I have to say that in so many ways I could relate to Bernadette. I loved:

  • that she called the school moms gnats. {Confession,  I have a nickname for some of the office staff at work. Anyone hiring next week? I may be looking for new work}.
  • when she reprimands Bee and Grace for claiming to be bored (page 43), saying “The sooner you learn it’s on you to make life interesting, the better off you’ll be.” I felt like Maria Semple was in my brain! [Sarah here: I did a little yip when Bernadette said that and a feeling of pride spread throughout my chest!]
  • when David Walker says this about Bernadette: “She’s wearing this backpack with yarn coming out of it so she can knit while she’s standing”. Of course she’s a knitter!
  • and then Paul Jellinek says: “she had forged a distinct point of view, which was, simply to waste nothing.” I’m an over-saver because I want to find a use for every thing. [Sarah here: Calder is probably throwing away your used ziplock baggies as you type this, better go check on him!]

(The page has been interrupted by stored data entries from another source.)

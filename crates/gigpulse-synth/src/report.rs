//! Report skeleton and the deterministic template
//!
//! ```text
//! GIGPULSE DAILY BRIEF | Day <n> | <YYYY-MM-DD>
//!
//! FIVERR
//! ...
//! UPWORK
//! ...
//! TOP MATCHES
//! ...
//! PRIORITIES
//! ...
//! ```

use chrono::NaiveDate;
use gigpulse_snapshot::{JobMatch, MetricsSnapshot, Platform};
use serde::Serialize;
use std::fmt::Write as _;

/// Title prefix of every report
pub const TITLE: &str = "GIGPULSE DAILY BRIEF";

/// Section headers, in order
pub const SECTION_HEADERS: [&str; 4] = ["FIVERR", "UPWORK", "TOP MATCHES", "PRIORITIES"];

/// Placeholder for a metric that was not extracted
pub const MISSING: &str = "--";

/// Line printed under a platform with no snapshot
pub const NO_DATA: &str = "No data this run.";

/// Snapshots for one calendar day
#[derive(Debug, Clone, Default, PartialEq, Serialize)]
pub struct DayMetrics {
    pub fiverr: Option<MetricsSnapshot>,
    pub upwork: Option<MetricsSnapshot>,
}

impl DayMetrics {
    /// Snapshot for a platform
    #[must_use]
    pub fn get(&self, platform: Platform) -> Option<&MetricsSnapshot> {
        match platform {
            Platform::Fiverr => self.fiverr.as_ref(),
            Platform::Upwork => self.upwork.as_ref(),
        }
    }

    /// True when neither platform has data
    #[inline]
    #[must_use]
    pub fn is_empty(&self) -> bool {
        self.fiverr.is_none() && self.upwork.is_none()
    }
}

/// Everything a brief is built from
#[derive(Debug, Clone, PartialEq, Serialize)]
pub struct BriefInput {
    pub date: NaiveDate,
    /// 1-based day counter
    pub day: u32,
    pub today: DayMetrics,
    pub yesterday: DayMetrics,
}

impl BriefInput {
    /// First `n` Upwork job matches in page order
    #[must_use]
    pub fn top_matches(&self, n: usize) -> &[JobMatch] {
        self.today
            .upwork
            .as_ref()
            .map_or(&[][..], |s| &s.job_matches[..s.job_matches.len().min(n)])
    }
}

/// `GIGPULSE DAILY BRIEF | Day 12 | 2026-10-17`
#[must_use]
pub fn title_line(day: u32, date: NaiveDate) -> String {
    format!("{TITLE} | Day {day} | {}", date.format("%Y-%m-%d"))
}

fn money(value: Option<f64>) -> String {
    value.map_or_else(|| MISSING.to_string(), |v| format!("${v:.2}"))
}

fn num(value: Option<u64>) -> String {
    value.map_or_else(|| MISSING.to_string(), |v| v.to_string())
}

/// Metric lines for one platform
#[must_use]
pub fn platform_lines(platform: Platform, snapshot: Option<&MetricsSnapshot>) -> Vec<String> {
    let Some(snap) = snapshot else {
        return vec![NO_DATA.to_string()];
    };
    let available = snap.earnings.and_then(|e| e.available);
    match platform {
        Platform::Fiverr => {
            let orders = snap.orders.unwrap_or_default();
            vec![
                format!("Available: {}", money(available)),
                format!("Active Orders: {}", num(orders.active)),
                format!("Late Deliveries: {}", num(orders.late)),
                format!("Unread Messages: {}", num(snap.unread())),
                format!("Gig Impressions: {}", num(snap.total_impressions())),
            ]
        }
        Platform::Upwork => {
            let proposals = snap.proposals.unwrap_or_default();
            vec![
                format!("Available: {}", money(available)),
                format!("Proposals Sent: {}", num(proposals.sent)),
                format!("Interviews: {}", num(proposals.interviewing)),
                format!("Offers: {}", num(proposals.offers)),
                format!("Unread Messages: {}", num(snap.unread())),
                format!("Connects: {}", num(snap.profile.and_then(|p| p.connects))),
            ]
        }
    }
}

fn match_line(idx: usize, job: &JobMatch) -> String {
    let mut line = format!("{}. {}", idx + 1, job.title);
    if let Some(budget) = &job.budget {
        let _ = write!(line, " ({budget})");
    }
    line
}

/// Rule-based priorities from today's numbers
#[must_use]
pub fn fallback_priorities(today: &DayMetrics) -> Vec<String> {
    let mut out = Vec::new();
    for platform in Platform::ALL {
        if today.get(platform).is_none() {
            out.push(format!("- Check the {} session: no data this run", platform.heading()));
        }
    }
    if let Some(fiverr) = &today.fiverr {
        if let Some(late) = fiverr.orders.and_then(|o| o.late).filter(|n| *n > 0) {
            out.push(format!("- Deliver {late} late Fiverr order(s) first"));
        }
        if let Some(unread) = fiverr.unread().filter(|n| *n > 0) {
            out.push(format!("- Reply to {unread} unread Fiverr message(s)"));
        }
    }
    if let Some(upwork) = &today.upwork {
        if let Some(offers) = upwork.proposals.and_then(|p| p.offers).filter(|n| *n > 0) {
            out.push(format!("- Review {offers} Upwork offer(s)"));
        }
        if let Some(unread) = upwork.unread().filter(|n| *n > 0) {
            out.push(format!("- Reply to {unread} unread Upwork message(s)"));
        }
    }
    if out.is_empty() {
        out.push("- No urgent items. Send proposals to the top matches.".to_string());
    }
    out
}

/// Deterministic report from today's numbers only
#[must_use]
pub fn render_fallback(input: &BriefInput, top_matches: usize) -> String {
    let mut lines = vec![title_line(input.day, input.date), String::new()];

    for platform in Platform::ALL {
        lines.push(platform.heading().to_string());
        lines.extend(platform_lines(platform, input.today.get(platform)));
        lines.push(String::new());
    }

    lines.push("TOP MATCHES".to_string());
    let matches = input.top_matches(top_matches);
    if matches.is_empty() {
        lines.push("No matches this run.".to_string());
    } else {
        lines.extend(matches.iter().enumerate().map(|(i, j)| match_line(i, j)));
    }
    lines.push(String::new());

    lines.push("PRIORITIES".to_string());
    lines.extend(fallback_priorities(&input.today));

    lines.join("\n")
}

fn bare(line: &str) -> &str {
    line.trim().trim_matches(|c| matches!(c, '*' | '_' | '#' | ' '))
}

/// Skeleton parts missing from `text`
///
/// Headers may carry light markdown decoration (`*FIVERR*`).
#[must_use]
pub fn missing_sections(text: &str) -> Vec<String> {
    let mut missing = Vec::new();
    let has_title = text
        .lines()
        .find(|l| !l.trim().is_empty())
        .is_some_and(|l| bare(l).starts_with(TITLE));
    if !has_title {
        missing.push(TITLE.to_string());
    }
    for header in SECTION_HEADERS {
        if !text.lines().any(|l| bare(l).eq_ignore_ascii_case(header)) {
            missing.push(header.to_string());
        }
    }
    missing
}

/// Keep whole lines while the running word count fits `budget`
#[must_use]
pub fn trim_to_words(text: &str, budget: usize) -> String {
    if text.split_whitespace().count() <= budget {
        return text.trim_end().to_string();
    }
    let mut used = 0;
    let mut kept = Vec::new();
    for line in text.lines() {
        let words = line.split_whitespace().count();
        if used + words > budget {
            break;
        }
        used += words;
        kept.push(line);
    }
    kept.join("\n").trim_end().to_string()
}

  • that she needed that time away in Antarctica. Oh how I dream about solo retreats, and it’s not because I don’t love my people, it’s because my brain needs to be able to shut down for a moment. When she describes the icebergs and says “every single iceberg filled me with feelings of sadness and wonder. Not thoughts of sadness and wonder, mind you, because thought require a thinker…” and goes on to say that she didn’t think about anyone.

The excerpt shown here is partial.